→ **Your goal**: Reproduce the section of the listing that begins at the line containing "let order_by: Vec<&String>" and finishes at the line containing "for (i, column)". Include both end lines and nothing beyond them.
----- Records supplied -----
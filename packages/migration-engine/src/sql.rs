//! Postgres-backed source provider and ID map.
//!
//! Both use the non-macro sqlx API with plain parameterized queries so
//! the crate builds without a live database. All values are fetched as
//! text (`column::text`) to keep row decoding uniform across source
//! schemas; `IdValue::coerce` turns textual ids back into integers
//! where the definition declares them as such.
//!
//! Expected ID map table (owned externally, see the CLI docs):
//!
//! ```sql
//! CREATE TABLE migrate_id_map (
//!     migration   TEXT        NOT NULL,
//!     source_key  TEXT        NOT NULL,
//!     destination TEXT,
//!     row_hash    TEXT        NOT NULL,
//!     status      TEXT        NOT NULL,
//!     imported_at TIMESTAMPTZ NOT NULL,
//!     PRIMARY KEY (migration, source_key)
//! );
//! ```

use anyhow::Result;
use async_trait::async_trait;
use chrono::{DateTime, Utc};
use serde_json::Value;
use sqlx::{FromRow, PgPool, Row as SqlxRow};
use tracing::debug;

use crate::error::SourceError;
use crate::id_map::{IdMap, IdMapEntry};
use crate::registry::MigrationDefinition;
use crate::row::Row;
use crate::source::{RowStream, SourceRowProvider};
use crate::types::{DestinationId, IdValue, MigrationId, RowStatus};

/// Rows fetched per page by the SQL row stream.
const PAGE_SIZE: i64 = 500;

/// Reject identifiers that cannot be safely interpolated into SQL.
/// Bind parameters cover values; table and column names come from
/// migration definitions and are restricted to word characters.
fn ident(name: &str) -> Result<&str, SourceError> {
    let ok = !name.is_empty()
        && name
            .chars()
            .all(|c| c.is_ascii_alphanumeric() || c == '_');
    if ok {
        Ok(name)
    } else {
        Err(SourceError::query(format!("invalid identifier {name:?}")))
    }
}

fn map_sqlx_err(err: sqlx::Error) -> SourceError {
    match &err {
        // Schema-level rejection: the query itself is wrong for this
        // source.
        sqlx::Error::Database(db) => SourceError::query(db.to_string()),
        sqlx::Error::RowNotFound | sqlx::Error::ColumnNotFound(_) => {
            SourceError::query(err.to_string())
        }
        // Everything else is connectivity: retryable on a later run.
        _ => SourceError::unavailable(err.to_string()),
    }
}

fn bind_constraint<'q>(
    query: sqlx::query::Query<'q, sqlx::Postgres, sqlx::postgres::PgArguments>,
    value: &'q Value,
) -> sqlx::query::Query<'q, sqlx::Postgres, sqlx::postgres::PgArguments> {
    match value {
        Value::Number(n) if n.is_i64() => query.bind(n.as_i64()),
        Value::Number(n) => query.bind(n.as_f64()),
        Value::Bool(b) => query.bind(*b),
        Value::String(s) => query.bind(s.as_str()),
        other => query.bind(other.to_string()),
    }
}

/// Source row provider over an external relational store.
#[derive(Clone)]
pub struct SqlSourceProvider {
    pool: PgPool,
    /// Optional prefix prepended to every table name (multi-site
    /// sources share one database with per-site prefixes).
    table_prefix: String,
}

impl SqlSourceProvider {
    pub fn new(pool: PgPool) -> Self {
        Self {
            pool,
            table_prefix: String::new(),
        }
    }

    pub fn with_table_prefix(mut self, prefix: impl Into<String>) -> Self {
        self.table_prefix = prefix.into();
        self
    }

    fn table_name(&self, table: &str) -> Result<String, SourceError> {
        ident(table)?;
        if !self.table_prefix.is_empty() {
            ident(&self.table_prefix)?;
        }
        Ok(format!("{}{}", self.table_prefix, table))
    }

    /// SELECT with every column cast to text, stable ORDER BY, and
    /// the definition's equality constraints as bind parameters.
    fn build_select(&self, def: &MigrationDefinition) -> Result<String, SourceError> {
        let table = self.table_name(&def.source.table)?;
        let mut columns = Vec::with_capacity(def.source.columns.len());
        for column in &def.source.columns {
            let column = ident(column)?;
            columns.push(format!("{column}::text AS {column}"));
        }

        let mut sql = format!("SELECT {} FROM {}", columns.join(", "), table);
        if !def.source.constraints.is_empty() {
            let mut clauses = Vec::new();
            for (i, field) in def.source.constraints.keys().enumerate() {
                clauses.push(format!("{} = ${}", ident(field)?, i + 1));
            }
            sql.push_str(" WHERE ");
            sql.push_str(&clauses.join(" AND "));
        }

        // Fall back to the ID fields so the order is always total;
        // the resume cursor depends on it.
        let order_by: Vec<&String> = if def.source.order_by.is_empty() {
            def.ids.iter().map(|f| &f.name).collect()
        } else {
            def.source.order_by.iter().collect()
        };
        let mut order_parts = Vec::with_capacity(order_by.len());
        for field in order_by {
            order_parts.push(ident(field)?.to_string());
        }
        sql.push_str(" ORDER BY ");
        sql.push_str(&order_parts.join(", "));
        Ok(sql)
    }

    async fn fetch_page(
        &self,
        def: &MigrationDefinition,
        offset: u64,
    ) -> Result<Vec<Row>, SourceError> {
        let base = self.build_select(def)?;
        let sql = format!("{base} LIMIT {PAGE_SIZE} OFFSET {offset}");
        debug!(migration = %def.id, %sql, "fetching source page");

        let mut query = sqlx::query(&sql);
        for value in def.source.constraints.values() {
            query = bind_constraint(query, value);
        }
        let records = query
            .fetch_all(&self.pool)
            .await
            .map_err(map_sqlx_err)?;

        let mut rows = Vec::with_capacity(records.len());
        for record in records {
            let mut fields = Vec::with_capacity(def.source.columns.len());
            for (i, column) in def.source.columns.iter().enumerate() {
                let raw: Option<String> = record.try_get(i).map_err(map_sqlx_err)?;
                fields.push((column.clone(), raw.map(Value::String).unwrap_or(Value::Null)));
            }
            let mut ids = Vec::with_capacity(def.ids.len());
            for id_field in &def.ids {
                let raw = fields
                    .iter()
                    .find(|(name, _)| *name == id_field.name)
                    .map(|(_, v)| v.clone())
                    .unwrap_or(Value::Null);
                let id = IdValue::coerce(&raw, id_field.kind).ok_or_else(|| {
                    SourceError::query(format!(
                        "row in {} has no usable id value for field {}",
                        def.source.table, id_field.name
                    ))
                })?;
                ids.push(id);
            }
            rows.push(Row::new(ids, fields));
        }
        Ok(rows)
    }
}

/// Paged stream over a stable ORDER BY: each page re-queries at the
/// next offset, so no connection is held across suspension points.
struct SqlRowStream {
    provider: SqlSourceProvider,
    def: MigrationDefinition,
    offset: u64,
    buffer: std::vec::IntoIter<Row>,
    exhausted: bool,
}

#[async_trait]
impl RowStream for SqlRowStream {
    async fn fetch_next(&mut self) -> Result<Option<Row>, SourceError> {
        loop {
            if let Some(row) = self.buffer.next() {
                self.offset += 1;
                return Ok(Some(row));
            }
            if self.exhausted {
                return Ok(None);
            }
            let page = self.provider.fetch_page(&self.def, self.offset).await?;
            if (page.len() as i64) < PAGE_SIZE {
                self.exhausted = true;
            }
            if page.is_empty() {
                return Ok(None);
            }
            self.buffer = page.into_iter();
        }
    }
}

#[async_trait]
impl SourceRowProvider for SqlSourceProvider {
    async fn open(
        &self,
        def: &MigrationDefinition,
        offset: u64,
    ) -> Result<Box<dyn RowStream>, SourceError> {
        // Validate the query shape eagerly so a bad definition fails
        // at open, not first fetch.
        self.build_select(def)?;
        Ok(Box::new(SqlRowStream {
            provider: self.clone(),
            def: def.clone(),
            offset,
            buffer: Vec::new().into_iter(),
            exhausted: false,
        }))
    }

    async fn detail(
        &self,
        table: &str,
        match_field: &str,
        key: &IdValue,
        value_field: &str,
    ) -> Result<Vec<Value>, SourceError> {
        let table = self.table_name(table)?;
        let sql = format!(
            "SELECT {}::text FROM {} WHERE {}::text = $1 ORDER BY 1",
            ident(value_field)?,
            table,
            ident(match_field)?,
        );
        let records = sqlx::query(&sql)
            .bind(key.to_string())
            .fetch_all(&self.pool)
            .await
            .map_err(map_sqlx_err)?;
        let mut values = Vec::with_capacity(records.len());
        for record in records {
            let raw: Option<String> = record.try_get(0).map_err(map_sqlx_err)?;
            values.push(raw.map(Value::String).unwrap_or(Value::Null));
        }
        Ok(values)
    }

    async fn supports(&self, def: &MigrationDefinition) -> Result<bool, SourceError> {
        let base = match self.build_select(def) {
            Ok(base) => base,
            Err(_) => return Ok(false),
        };
        let sql = format!("{base} LIMIT 0");
        let mut query = sqlx::query(&sql);
        for value in def.source.constraints.values() {
            query = bind_constraint(query, value);
        }
        match query.fetch_all(&self.pool).await {
            Ok(_) => Ok(true),
            // Missing tables or columns mean "cannot serve this
            // definition"; connectivity problems stay errors.
            Err(sqlx::Error::Database(_)) => Ok(false),
            Err(err) => Err(map_sqlx_err(err)),
        }
    }

    async fn distinct_values(
        &self,
        table: &str,
        column: &str,
    ) -> Result<Vec<Value>, SourceError> {
        let table = self.table_name(table)?;
        let column = ident(column)?;
        let sql = format!(
            "SELECT DISTINCT {column}::text FROM {table} WHERE {column} IS NOT NULL ORDER BY 1"
        );
        let records = sqlx::query(&sql)
            .fetch_all(&self.pool)
            .await
            .map_err(map_sqlx_err)?;
        let mut values = Vec::with_capacity(records.len());
        for record in records {
            let raw: String = record.try_get(0).map_err(map_sqlx_err)?;
            values.push(Value::String(raw));
        }
        Ok(values)
    }

    async fn estimate(&self, def: &MigrationDefinition) -> Result<Option<u64>, SourceError> {
        let table = self.table_name(&def.source.table)?;
        let mut sql = format!("SELECT COUNT(*) FROM {table}");
        if !def.source.constraints.is_empty() {
            let mut clauses = Vec::new();
            for (i, field) in def.source.constraints.keys().enumerate() {
                clauses.push(format!("{} = ${}", ident(field)?, i + 1));
            }
            sql.push_str(" WHERE ");
            sql.push_str(&clauses.join(" AND "));
        }
        let mut query = sqlx::query_scalar::<_, i64>(&sql);
        for value in def.source.constraints.values() {
            query = match value {
                Value::Number(n) if n.is_i64() => query.bind(n.as_i64()),
                Value::Number(n) => query.bind(n.as_f64()),
                Value::Bool(b) => query.bind(*b),
                Value::String(s) => query.bind(s.as_str()),
                other => query.bind(other.to_string()),
            };
        }
        let count = query.fetch_one(&self.pool).await.map_err(map_sqlx_err)?;
        Ok(Some(count as u64))
    }
}

#[derive(Debug, FromRow)]
struct IdMapRow {
    migration: String,
    source_key: String,
    destination: Option<String>,
    row_hash: String,
    status: String,
    imported_at: DateTime<Utc>,
}

impl From<IdMapRow> for IdMapEntry {
    fn from(row: IdMapRow) -> Self {
        IdMapEntry {
            migration: MigrationId::new(row.migration),
            source_key: row.source_key,
            destination: row.destination.map(DestinationId::new),
            row_hash: row.row_hash,
            status: RowStatus::parse(&row.status),
            imported_at: row.imported_at,
        }
    }
}

/// ID map persisted in Postgres. Upserts via ON CONFLICT give the
/// last-writer-wins semantics the executor relies on.
pub struct PgIdMap {
    pool: PgPool,
}

impl PgIdMap {
    pub fn new(pool: PgPool) -> Self {
        Self { pool }
    }
}

#[async_trait]
impl IdMap for PgIdMap {
    async fn lookup(
        &self,
        migration: &MigrationId,
        source_key: &str,
    ) -> Result<Option<IdMapEntry>> {
        let row = sqlx::query_as::<_, IdMapRow>(
            r#"
            SELECT migration, source_key, destination, row_hash, status, imported_at
            FROM migrate_id_map
            WHERE migration = $1 AND source_key = $2
            "#,
        )
        .bind(migration.as_str())
        .bind(source_key)
        .fetch_optional(&self.pool)
        .await?;
        Ok(row.map(Into::into))
    }

    async fn save(&self, entry: IdMapEntry) -> Result<()> {
        sqlx::query(
            r#"
            INSERT INTO migrate_id_map (migration, source_key, destination, row_hash, status, imported_at)
            VALUES ($1, $2, $3, $4, $5, $6)
            ON CONFLICT (migration, source_key) DO UPDATE SET
                destination = $3,
                row_hash = $4,
                status = $5,
                imported_at = $6
            "#,
        )
        .bind(entry.migration.as_str())
        .bind(&entry.source_key)
        .bind(entry.destination.as_ref().map(|d| d.as_str()))
        .bind(&entry.row_hash)
        .bind(entry.status.as_str())
        .bind(entry.imported_at)
        .execute(&self.pool)
        .await?;
        Ok(())
    }

    async fn entries(&self, migration: &MigrationId) -> Result<Vec<IdMapEntry>> {
        let rows = sqlx::query_as::<_, IdMapRow>(
            r#"
            SELECT migration, source_key, destination, row_hash, status, imported_at
            FROM migrate_id_map
            WHERE migration = $1
            ORDER BY source_key
            "#,
        )
        .bind(migration.as_str())
        .fetch_all(&self.pool)
        .await?;
        Ok(rows.into_iter().map(Into::into).collect())
    }

    async fn rollback(&self, migration: &MigrationId) -> Result<u64> {
        let result = sqlx::query("DELETE FROM migrate_id_map WHERE migration = $1")
            .bind(migration.as_str())
            .execute(&self.pool)
            .await?;
        Ok(result.rows_affected())
    }

    async fn processed_count(&self, migration: &MigrationId) -> Result<u64> {
        let count: i64 =
            sqlx::query_scalar("SELECT COUNT(*) FROM migrate_id_map WHERE migration = $1")
                .bind(migration.as_str())
                .fetch_one(&self.pool)
                .await?;
        Ok(count as u64)
    }
}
-----
→ **Solution**:
        let order_by: Vec<&String> = if def.source.order_by.is_empty() {
            def.ids.iter().map(|f| &f.name).collect()
        } else {
            def.source.order_by.iter().collect()
        };
        let mut order_parts = Vec::with_capacity(order_by.len());
        for field in order_by {
            order_parts.push(ident(field)?.to_string());
        }
        sql.push_str(" ORDER BY ");
        sql.push_str(&order_parts.join(", "));
        Ok(sql)
    }

    async fn fetch_page(
        &self,
        def: &MigrationDefinition,
        offset: u64,
    ) -> Result<Vec<Row>, SourceError> {
        let base = self.build_select(def)?;
        let sql = format!("{base} LIMIT {PAGE_SIZE} OFFSET {offset}");
        debug!(migration = %def.id, %sql, "fetching source page");

        let mut query = sqlx::query(&sql);
        for value in def.source.constraints.values() {
            query = bind_constraint(query, value);
        }
        let records = query
            .fetch_all(&self.pool)
            .await
            .map_err(map_sqlx_err)?;

        let mut rows = Vec::with_capacity(records.len());
        for record in records {
            let mut fields = Vec::with_capacity(def.source.columns.len());
            for (i, column) in def.source.columns.iter().enumerate() {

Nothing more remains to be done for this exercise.